Task item: The lines you need are those holding the word "characters"; pull them from the material.

Entries supplied:

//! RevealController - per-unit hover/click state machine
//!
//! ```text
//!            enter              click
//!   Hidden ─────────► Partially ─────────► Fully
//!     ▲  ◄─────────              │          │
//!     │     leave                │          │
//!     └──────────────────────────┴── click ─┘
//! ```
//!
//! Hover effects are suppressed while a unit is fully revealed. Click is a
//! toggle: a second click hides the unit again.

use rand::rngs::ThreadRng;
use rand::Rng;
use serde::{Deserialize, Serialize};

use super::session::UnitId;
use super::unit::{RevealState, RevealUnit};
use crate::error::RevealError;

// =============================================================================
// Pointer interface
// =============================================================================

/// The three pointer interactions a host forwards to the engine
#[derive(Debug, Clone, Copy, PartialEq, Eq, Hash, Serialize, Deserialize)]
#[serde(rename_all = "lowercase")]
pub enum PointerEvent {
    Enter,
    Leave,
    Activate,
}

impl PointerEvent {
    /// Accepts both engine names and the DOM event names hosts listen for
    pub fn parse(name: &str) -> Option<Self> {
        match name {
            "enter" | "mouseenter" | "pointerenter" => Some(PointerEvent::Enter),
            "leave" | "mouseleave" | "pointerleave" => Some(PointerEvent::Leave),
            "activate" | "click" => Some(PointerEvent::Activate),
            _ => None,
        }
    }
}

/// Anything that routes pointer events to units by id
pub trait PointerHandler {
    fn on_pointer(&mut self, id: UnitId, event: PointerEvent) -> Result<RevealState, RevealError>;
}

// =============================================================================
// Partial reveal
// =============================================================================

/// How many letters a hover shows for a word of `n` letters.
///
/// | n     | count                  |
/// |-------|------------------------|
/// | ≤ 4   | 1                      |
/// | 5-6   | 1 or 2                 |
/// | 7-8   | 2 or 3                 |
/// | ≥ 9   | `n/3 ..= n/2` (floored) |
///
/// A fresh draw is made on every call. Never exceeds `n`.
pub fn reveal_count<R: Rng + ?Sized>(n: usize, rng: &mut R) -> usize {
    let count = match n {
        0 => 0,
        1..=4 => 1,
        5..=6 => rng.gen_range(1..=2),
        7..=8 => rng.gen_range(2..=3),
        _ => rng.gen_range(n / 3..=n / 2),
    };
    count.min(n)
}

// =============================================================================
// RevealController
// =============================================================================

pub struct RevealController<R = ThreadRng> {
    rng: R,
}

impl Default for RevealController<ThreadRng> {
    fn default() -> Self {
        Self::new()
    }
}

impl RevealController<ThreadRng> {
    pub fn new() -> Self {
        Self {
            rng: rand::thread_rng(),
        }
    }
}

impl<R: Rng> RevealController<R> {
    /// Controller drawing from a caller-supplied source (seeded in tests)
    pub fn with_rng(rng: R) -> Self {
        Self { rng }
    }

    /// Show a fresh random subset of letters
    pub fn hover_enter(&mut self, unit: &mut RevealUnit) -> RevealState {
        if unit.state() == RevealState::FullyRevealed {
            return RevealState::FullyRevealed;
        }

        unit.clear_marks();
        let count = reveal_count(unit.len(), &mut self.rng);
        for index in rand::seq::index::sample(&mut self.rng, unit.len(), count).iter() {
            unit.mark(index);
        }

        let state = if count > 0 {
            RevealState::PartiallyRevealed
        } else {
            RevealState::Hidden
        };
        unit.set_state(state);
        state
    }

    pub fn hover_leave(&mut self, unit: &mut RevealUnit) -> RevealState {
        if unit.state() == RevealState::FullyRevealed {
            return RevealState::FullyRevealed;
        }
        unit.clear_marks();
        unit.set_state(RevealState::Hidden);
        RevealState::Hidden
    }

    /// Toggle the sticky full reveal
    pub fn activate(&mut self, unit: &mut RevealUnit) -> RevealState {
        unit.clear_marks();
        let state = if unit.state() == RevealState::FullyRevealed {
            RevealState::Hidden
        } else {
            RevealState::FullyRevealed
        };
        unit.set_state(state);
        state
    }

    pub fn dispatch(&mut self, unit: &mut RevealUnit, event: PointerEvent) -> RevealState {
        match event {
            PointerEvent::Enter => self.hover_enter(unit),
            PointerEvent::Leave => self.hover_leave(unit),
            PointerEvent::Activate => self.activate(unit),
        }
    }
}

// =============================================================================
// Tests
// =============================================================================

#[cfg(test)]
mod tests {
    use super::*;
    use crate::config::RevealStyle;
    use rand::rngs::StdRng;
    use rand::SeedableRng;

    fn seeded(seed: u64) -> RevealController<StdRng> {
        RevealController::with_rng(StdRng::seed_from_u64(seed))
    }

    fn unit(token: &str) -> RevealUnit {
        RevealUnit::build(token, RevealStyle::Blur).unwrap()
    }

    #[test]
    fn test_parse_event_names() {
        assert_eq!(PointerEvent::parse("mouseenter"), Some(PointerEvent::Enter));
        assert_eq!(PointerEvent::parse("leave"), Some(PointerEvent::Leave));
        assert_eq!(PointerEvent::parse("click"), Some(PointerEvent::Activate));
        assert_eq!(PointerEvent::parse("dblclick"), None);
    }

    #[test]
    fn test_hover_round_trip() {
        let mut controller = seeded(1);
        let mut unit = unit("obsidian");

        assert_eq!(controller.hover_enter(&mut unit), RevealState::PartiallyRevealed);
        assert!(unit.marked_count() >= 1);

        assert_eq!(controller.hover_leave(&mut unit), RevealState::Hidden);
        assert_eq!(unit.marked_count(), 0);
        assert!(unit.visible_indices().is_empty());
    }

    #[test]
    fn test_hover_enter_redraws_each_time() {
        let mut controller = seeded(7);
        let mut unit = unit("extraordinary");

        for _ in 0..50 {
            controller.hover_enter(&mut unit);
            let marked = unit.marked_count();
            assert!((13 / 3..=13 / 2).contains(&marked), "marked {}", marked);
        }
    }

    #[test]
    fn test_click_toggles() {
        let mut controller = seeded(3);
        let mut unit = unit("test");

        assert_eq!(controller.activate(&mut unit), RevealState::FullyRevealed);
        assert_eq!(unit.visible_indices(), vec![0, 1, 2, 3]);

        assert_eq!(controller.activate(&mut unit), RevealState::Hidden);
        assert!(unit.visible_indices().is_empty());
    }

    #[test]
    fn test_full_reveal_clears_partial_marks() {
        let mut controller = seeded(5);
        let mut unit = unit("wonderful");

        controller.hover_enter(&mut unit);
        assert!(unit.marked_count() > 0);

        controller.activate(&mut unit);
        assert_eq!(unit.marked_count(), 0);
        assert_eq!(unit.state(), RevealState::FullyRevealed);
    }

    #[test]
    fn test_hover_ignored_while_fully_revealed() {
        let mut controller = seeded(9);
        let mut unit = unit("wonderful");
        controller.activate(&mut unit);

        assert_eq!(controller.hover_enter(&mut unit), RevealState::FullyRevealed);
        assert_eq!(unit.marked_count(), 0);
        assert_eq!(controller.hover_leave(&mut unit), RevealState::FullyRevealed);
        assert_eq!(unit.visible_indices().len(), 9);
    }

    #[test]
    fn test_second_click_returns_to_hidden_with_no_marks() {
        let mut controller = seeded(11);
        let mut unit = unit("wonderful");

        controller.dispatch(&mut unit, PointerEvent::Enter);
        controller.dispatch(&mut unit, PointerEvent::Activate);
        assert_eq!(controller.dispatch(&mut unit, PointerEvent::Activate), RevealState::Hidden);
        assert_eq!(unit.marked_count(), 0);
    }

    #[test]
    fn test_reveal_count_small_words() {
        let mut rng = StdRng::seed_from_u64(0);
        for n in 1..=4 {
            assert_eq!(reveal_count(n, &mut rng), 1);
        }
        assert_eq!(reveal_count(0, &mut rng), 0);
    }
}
* * *
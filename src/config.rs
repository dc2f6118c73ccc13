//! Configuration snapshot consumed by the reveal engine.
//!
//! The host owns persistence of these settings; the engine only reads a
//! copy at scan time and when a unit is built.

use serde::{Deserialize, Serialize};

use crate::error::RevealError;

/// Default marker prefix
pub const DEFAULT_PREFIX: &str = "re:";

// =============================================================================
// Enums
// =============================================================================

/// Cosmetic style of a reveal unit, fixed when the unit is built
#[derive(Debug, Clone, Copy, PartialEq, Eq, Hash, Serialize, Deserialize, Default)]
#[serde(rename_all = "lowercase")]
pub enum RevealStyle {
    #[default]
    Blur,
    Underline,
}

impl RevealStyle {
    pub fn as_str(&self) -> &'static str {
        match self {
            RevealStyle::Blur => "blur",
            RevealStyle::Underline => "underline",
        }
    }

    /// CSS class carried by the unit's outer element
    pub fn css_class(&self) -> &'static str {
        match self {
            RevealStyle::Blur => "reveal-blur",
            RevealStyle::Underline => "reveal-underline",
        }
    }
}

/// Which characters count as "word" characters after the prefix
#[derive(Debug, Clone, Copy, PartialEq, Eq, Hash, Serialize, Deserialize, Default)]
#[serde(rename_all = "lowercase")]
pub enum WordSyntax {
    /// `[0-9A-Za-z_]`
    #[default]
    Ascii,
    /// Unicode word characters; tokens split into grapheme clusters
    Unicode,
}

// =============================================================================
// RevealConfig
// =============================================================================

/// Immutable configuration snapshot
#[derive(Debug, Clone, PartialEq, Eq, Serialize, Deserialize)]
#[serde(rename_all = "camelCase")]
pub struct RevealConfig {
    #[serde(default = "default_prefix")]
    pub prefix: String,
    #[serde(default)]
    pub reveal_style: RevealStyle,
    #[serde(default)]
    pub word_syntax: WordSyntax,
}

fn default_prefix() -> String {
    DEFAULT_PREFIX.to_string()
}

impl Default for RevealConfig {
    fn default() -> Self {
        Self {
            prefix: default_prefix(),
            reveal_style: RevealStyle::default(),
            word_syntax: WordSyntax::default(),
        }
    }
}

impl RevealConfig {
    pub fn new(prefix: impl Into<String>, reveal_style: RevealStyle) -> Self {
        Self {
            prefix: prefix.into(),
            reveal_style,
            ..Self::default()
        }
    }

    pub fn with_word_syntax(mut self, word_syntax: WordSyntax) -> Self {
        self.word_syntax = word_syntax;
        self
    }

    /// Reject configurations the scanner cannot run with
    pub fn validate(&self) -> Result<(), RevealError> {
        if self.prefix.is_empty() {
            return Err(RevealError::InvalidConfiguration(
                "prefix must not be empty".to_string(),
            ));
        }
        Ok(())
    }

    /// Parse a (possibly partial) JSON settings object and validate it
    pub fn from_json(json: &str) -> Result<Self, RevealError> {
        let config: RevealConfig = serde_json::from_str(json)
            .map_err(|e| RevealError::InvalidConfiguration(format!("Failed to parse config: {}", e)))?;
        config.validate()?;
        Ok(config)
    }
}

Task output:
/// Which characters count as "word" characters after the prefix
    /// Unicode word characters; tokens split into grapheme clusters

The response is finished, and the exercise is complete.